Currently I have two show-stopping issues to resolve:
  • Cache flushing - this is proving particularly tricky on the Iyonix where its corrupting the cache instead of cleaning it. Over the past two weeks, I've been rewriting the cache handling to reduce cache invalidation and instead clear only I and D entries as required, it's still in progress so I'm not sure it actually works yet. It's meant building up a large library of cache functions due to every ARM chip requiring a different method to clean the cache
  • Branch walking - a new addition in the next release where the JIT walks code branches to reduce the number of JIT entries. This is closely tied in with the Cache flushing so is being developed in parallel. The first release will simply walk the first unconditional B/BL it hits and in a later update BL's will be queued for checking
Lotus Turbo Challenge 2 and Nebulus will be released in parallel with the next release of ADFFS. With the addition of page zero read support any games that read/write to the IRQ vectors directly, now work without manual fixups. The knock on effect of adding this however is the number of games that have bugs in them and read mistakenly from page zero.

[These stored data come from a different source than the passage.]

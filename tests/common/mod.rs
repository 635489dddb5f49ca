//! Shared helpers for tests that drive the real ffmpeg/ffprobe.

#![allow(dead_code)]

use std::path::{Path, PathBuf};
use std::process::Command;

use cf_av::ToolRegistry;
use cf_core::config::ToolsConfig;

/// Registry with both engines, or `None` when the machine cannot run the
/// pipeline (missing tools, or an ffmpeg built without libx264).
pub fn engines() -> Option<ToolRegistry> {
    let tools = ToolRegistry::discover(&ToolsConfig::default());
    let ffmpeg = tools.require("ffmpeg").ok()?;
    tools.require("ffprobe").ok()?;

    let encoders = Command::new(&ffmpeg.path)
        .args(["-hide_banner", "-encoders"])
        .output()
        .ok()?;
    let listing = String::from_utf8_lossy(&encoders.stdout);
    if !listing.contains("libx264") {
        eprintln!("skipping: ffmpeg lacks libx264");
        return None;
    }
    Some(tools)
}

fn ffmpeg(tools: &ToolRegistry, args: &[&str], output: &Path) {
    let Ok(ffmpeg) = tools.require("ffmpeg") else {
        panic!("ffmpeg vanished");
    };
    let status = Command::new(&ffmpeg.path)
        .args(["-y", "-hide_banner", "-loglevel", "error"])
        .args(args)
        .arg(output)
        .status()
        .unwrap();
    assert!(status.success(), "fixture generation failed for {output:?}");
}

/// A silent test-pattern video of `seconds` length.
pub fn silent_video(tools: &ToolRegistry, dir: &Path, seconds: u32) -> PathBuf {
    let path = dir.join(format!("silent-{seconds}s.mp4"));
    let source = format!("testsrc=duration={seconds}:size=160x120:rate=10");
    ffmpeg(
        tools,
        &["-f", "lavfi", "-i", &source, "-c:v", "libx264", "-pix_fmt", "yuv420p"],
        &path,
    );
    path
}

/// A test-pattern video with a sine audio track.
pub fn video_with_audio(tools: &ToolRegistry, dir: &Path, seconds: u32) -> PathBuf {
    let path = dir.join(format!("voiced-{seconds}s.mp4"));
    let video = format!("testsrc=duration={seconds}:size=160x120:rate=10");
    let audio = format!("sine=frequency=330:duration={seconds}");
    ffmpeg(
        tools,
        &[
            "-f", "lavfi", "-i", &video, "-f", "lavfi", "-i", &audio, "-c:v", "libx264",
            "-pix_fmt", "yuv420p", "-c:a", "aac", "-shortest",
        ],
        &path,
    );
    path
}

/// A sine tone of `seconds` length in an ADTS `.aac` file.
pub fn tone(tools: &ToolRegistry, dir: &Path, seconds: u32) -> PathBuf {
    let path = dir.join(format!("tone-{seconds}s.aac"));
    let source = format!("sine=frequency=440:duration={seconds}");
    ffmpeg(tools, &["-f", "lavfi", "-i", &source, "-c:a", "aac"], &path);
    path
}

ADFFS could let all page zero reads that it doesn't know how to handle succeed (I'll probably add an option for this for public release), but instead I've taken the route of fixing the bugs in the games themselves (ADFFS has the ability to dynamically change code when seen). I've fixed 14 bugs so far across 12 games and have 3 more bugs to resolve in Battle Chess, Caverns and Heimdall. I'm sure this is the tip of the iceberg considering I've only been testing around 20 games in the core testing.

In general illegal page zero reads can be classified into three categories. In order of prevalence, they are:
  1. Undefined pointers (value is 0) - fairly consistent across all C games, so I suspect it was a bug in the original compiler. A special case can be made for a read from 0 itself as it's unlikely a game would ever need the actual value there, so ADFFS can pass back the value it would have got on the OS environment it's currently providing. This may have a knock on effect if it's a memory pointer though, so as yet I've not added or tested this
  2. Sound handlers that don't initialise the Sound Channel Control Block (SCCB) during initialisation - fairly consistent across all games that have internal Voices. In the most part very few have initialisation routines and rely on RISCOS saving the values to the SCCB after the first call
  3. Programming errors - these are inevitable although thankfully low in number. These aren't so easy to fix as the previous two issues, as you have to understand what the code is trying to do and can't simply skip the instruction if it's reading from page zero
New to the next release is support for different RISCOS version environments. You can now specify a particular version of RISCOS and SWI's etc will behave as they did on that version. These differences aren't always documented however so I'm building this up as they come up in games. Examples so far include, the sound sample rate/length, value returned by OS_Byte 129 and OS_Word 21, 0 (define mouse pointer) which pre-RISCOS 3.5 delayed by 1 VSync before returning.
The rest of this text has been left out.